For forty years Ogden Hoffman presided over the federal district court for the Northern District of California, disposing of more than nineteen thousand cases brought before him.
Federal Justice: The California Court of Ogden Hoffman, 1851–1891 considers a career remarkable for longevity and productivity and at the same time examines the operation of a federal trial court in nineteenth-century America—the cases adjudicated, their significance, and the court’s impact upon the community. Solidly researched, Christian G. Fritz’s book is unique in attending to the law on the level at which it was most often encountered by participants in legal actions.

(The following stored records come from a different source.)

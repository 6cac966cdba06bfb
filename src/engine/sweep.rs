//! Parameter sweep
//!
//! The x-axis of every diagram: the ordered values taken by the designated
//! variable parameter, one per state-vector entry.

use nalgebra::DVector;

/// Ordered values of the swept parameter
///
/// # Examples
///
/// ```rust
/// use bifurc_rs::engine::ParameterSweep;
///
/// // half-open range, like the original study scripts: 0.3, 0.35, ..., 0.45
/// let sweep = ParameterSweep::arange(0.3, 0.5, 0.05).unwrap();
/// assert_eq!(sweep.len(), 4);
///
/// // inclusive, fixed number of points
/// let sweep = ParameterSweep::linspace(1.0, 2.0, 11).unwrap();
/// assert_eq!(sweep.values()[10], 2.0);
/// ```
#[derive(Debug, Clone, PartialEq)]
pub struct ParameterSweep {
    values: DVector<f64>,
}

impl ParameterSweep {
    /// Create from explicit values
    pub fn new(values: Vec<f64>) -> Result<Self, String> {
        let sweep = Self { values: DVector::from_vec(values) };
        sweep.validate()?;
        Ok(sweep)
    }

    /// `start, start + step, ...` strictly below `stop`
    pub fn arange(start: f64, stop: f64, step: f64) -> Result<Self, String> {
        Self::new(arange(start, stop, step)?)
    }

    /// `count` evenly spaced values from `start` to `stop` inclusive
    pub fn linspace(start: f64, stop: f64, count: usize) -> Result<Self, String> {
        Self::new(linspace(start, stop, count)?)
    }

    /// Single-valued sweep
    pub fn single(value: f64) -> Result<Self, String> {
        Self::new(vec![value])
    }

    /// Sweep values
    pub fn values(&self) -> &DVector<f64> {
        &self.values
    }

    /// Sweep values as a slice
    pub fn as_slice(&self) -> &[f64] {
        self.values.as_slice()
    }

    /// Number of sweep entries (N)
    pub fn len(&self) -> usize {
        self.values.len()
    }

    /// Check emptiness (never true for a validated sweep)
    pub fn is_empty(&self) -> bool {
        self.values.is_empty()
    }

    /// Smallest and largest values
    pub fn range(&self) -> (f64, f64) {
        (self.values.min(), self.values.max())
    }

    /// Reject empty sweeps and non-finite values
    pub fn validate(&self) -> Result<(), String> {
        if self.values.is_empty() {
            return Err("Parameter sweep must not be empty".to_string());
        }
        if let Some(position) = self.values.iter().position(|v| !v.is_finite()) {
            return Err(format!(
                "Parameter sweep value at index {} is not finite ({})",
                position, self.values[position]
            ));
        }
        Ok(())
    }
}

// =================================================================================================
// Helper Functions
// =================================================================================================

/// Longest range [`arange`] will build (800 MB of `f64`)
pub(crate) const MAX_RANGE_LENGTH: usize = 100_000_000;

/// Half-open range `[start, stop)` with a fixed step
///
/// The length is `ceil((stop - start) / step)` and values are computed from
/// the index (`start + i * step`), not accumulated, so long ranges do not drift.
/// Ranges longer than [`MAX_RANGE_LENGTH`] are rejected.
pub(crate) fn arange(start: f64, stop: f64, step: f64) -> Result<Vec<f64>, String> {
    if !start.is_finite() || !stop.is_finite() || !step.is_finite() {
        return Err(format!(
            "Range bounds must be finite, got start = {}, stop = {}, step = {}",
            start, stop, step
        ));
    }
    if step <= 0.0 {
        return Err(format!("Range step must be positive, got {}", step));
    }
    if stop <= start {
        return Err(format!("Empty range: stop ({}) <= start ({})", stop, start));
    }

    let count = ((stop - start) / step).ceil();
    if count > MAX_RANGE_LENGTH as f64 {
        return Err(format!(
            "Range [{}, {}) with step {} would hold {:e} values, more than the limit of {}",
            start, stop, step, count, MAX_RANGE_LENGTH
        ));
    }
    let count = count as usize;
    Ok((0..count).map(|i| start + i as f64 * step).collect())
}

/// `count` evenly spaced values over `[start, stop]`
pub(crate) fn linspace(start: f64, stop: f64, count: usize) -> Result<Vec<f64>, String> {
    if !start.is_finite() || !stop.is_finite() {
        return Err(format!("Range bounds must be finite, got {} and {}", start, stop));
    }
    match count {
        0 => Err("Need at least one point".to_string()),
        1 => Ok(vec![start]),
        _ => {
            let step = (stop - start) / (count - 1) as f64;
            let mut values: Vec<f64> = (0..count).map(|i| start + i as f64 * step).collect();
            // pin the end point exactly
            values[count - 1] = stop;
            Ok(values)
        }
    }
}

#[cfg(test)]
mod tests {
    use super::*;

    #[test]
    fn test_arange_length_and_values() {
        let values = arange(0.0, 1.0, 0.25).unwrap();
        assert_eq!(values, vec![0.0, 0.25, 0.5, 0.75]);

        // stop not on the grid
        let values = arange(0.0, 1.1, 0.5).unwrap();
        assert_eq!(values, vec![0.0, 0.5, 1.0]);
    }

    #[test]
    fn test_arange_rejects_bad_input() {
        assert!(arange(0.0, 1.0, 0.0).is_err());
        assert!(arange(0.0, 1.0, -0.1).is_err());
        assert!(arange(1.0, 1.0, 0.1).is_err());
        assert!(arange(f64::NAN, 1.0, 0.1).is_err());
    }

    #[test]
    fn test_arange_rejects_oversized_range() {
        let err = arange(0.0, 1.0, 1e-12).unwrap_err();
        assert!(err.contains("more than the limit"), "{}", err);

        // the quotient itself overflows to +inf
        assert!(ParameterSweep::arange(-1e308, 1e308, 1e-300).is_err());
        assert!(crate::engine::BinEdges::arange(-5.0, 2.0, 1e-9).is_err());
    }

    #[test]
    fn test_linspace_endpoints() {
        let values = linspace(-1.0, 1.0, 5).unwrap();
        assert_eq!(values, vec![-1.0, -0.5, 0.0, 0.5, 1.0]);
        assert_eq!(linspace(3.0, 4.0, 1).unwrap(), vec![3.0]);
        assert!(linspace(0.0, 1.0, 0).is_err());
    }

    #[test]
    fn test_sweep_rejects_empty_and_nan() {
        assert!(ParameterSweep::new(vec![]).is_err());
        let err = ParameterSweep::new(vec![0.1, f64::INFINITY]).unwrap_err();
        assert!(err.contains("index 1"));
    }

    #[test]
    fn test_sweep_range() {
        let sweep = ParameterSweep::new(vec![0.5, -1.0, 2.0]).unwrap();
        assert_eq!(sweep.range(), (-1.0, 2.0));
        assert_eq!(sweep.len(), 3);
        assert_eq!(sweep.as_slice()[0], 0.5);
    }
}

During his four decades on the bench, from the time of the California gold rush to the anti-Chinese movement of the 1880s. Hoffman dealt on-on-one with a cross-section of humanity: through his court came sea captains, seamen seeking their wages, wealthy steamship owners and distraught and injured passengers, and Chinese immigrants. Fritz shows him adjudicating land grant conflicts and bankruptcy cases and presiding over the admiralty, criminal, and common law and equity dockets. The author has examined thousands of Hoffman’s cases to gain insight into how nineteenth-century federal trial courts were used, by whom, and with what effect. The successful use that a broad range of plaintiffs made of Hoffman’s court requires a reexamination of theories suggesting that law of the period primarily developed and courts largely operated in ways that promoted commercial and entrepreneurial interests. Jus as important, Fritz’s sensitive analysis of an institution never loses sight of the proud lifelong bachelor, native, New Yorker, and scion of a distinguished family who always identified with his court.